Among the lines below, how many have the string "self" in them? Only the number is wanted.
_ _ _ _
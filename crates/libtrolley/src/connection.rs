// SPDX-License-Identifier: MIT OR Apache-2.0

use serde::Serialize;

use crate::pagination::PageWindow;

/// placeholder cursor for an empty page; keeps the response shape stable.
pub const CURSOR_NOT_AVAILABLE: &str = "cursor not available";

#[derive(Debug, Clone, PartialEq, Serialize)]
pub struct Edge<T> {
    pub node: T,
    /// 1-based position of the node in the full collection.
    pub cursor: usize,
}

#[derive(Debug, Clone, PartialEq, Eq, Serialize)]
#[serde(rename_all = "camelCase")]
pub struct PageInfo {
    pub start_cursor: String,
    pub end_cursor: String,
    pub has_previous_page: bool,
    pub has_next_page: bool,
}

#[derive(Debug, Clone, PartialEq, Serialize)]
#[serde(rename_all = "camelCase")]
pub struct Connection<T> {
    pub edges: Vec<Edge<T>>,
    pub count: usize,
    pub page_info: PageInfo,
}

impl<T> Connection<T> {
    pub fn nodes(&self) -> impl Iterator<Item = &T> {
        self.edges.iter().map(|e| &e.node)
    }

    pub fn into_nodes(self) -> Vec<T> {
        self.edges.into_iter().map(|e| e.node).collect()
    }
}

/// slices a fully materialized collection to the window.
pub fn to_page<T>(rows: Vec<T>, window: &PageWindow) -> Connection<T> {
    let count = rows.len();
    let page = rows
        .into_iter()
        .skip(window.skip)
        .take(window.limit)
        .collect();
    from_window(page, count, window)
}

/// wraps a page the store already sliced with `window.limit`/`window.skip`.
pub fn from_window<T>(page: Vec<T>, count: usize, window: &PageWindow) -> Connection<T> {
    let edges: Vec<Edge<T>> = page
        .into_iter()
        .take(window.limit)
        .enumerate()
        .map(|(offset, node)| Edge {
            node,
            cursor: window.skip.saturating_add(offset + 1),
        })
        .collect();

    let cursor_text = |edge: Option<&Edge<T>>| {
        edge.map(|e| e.cursor.to_string())
            .unwrap_or_else(|| CURSOR_NOT_AVAILABLE.to_string())
    };

    let page_info = PageInfo {
        start_cursor: cursor_text(edges.first()),
        end_cursor: cursor_text(edges.last()),
        has_previous_page: window.has_previous_page,
        has_next_page: window.has_next_page,
    };

    Connection {
        edges,
        count,
        page_info,
    }
}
_ _ _ _
**Completed exercise**
4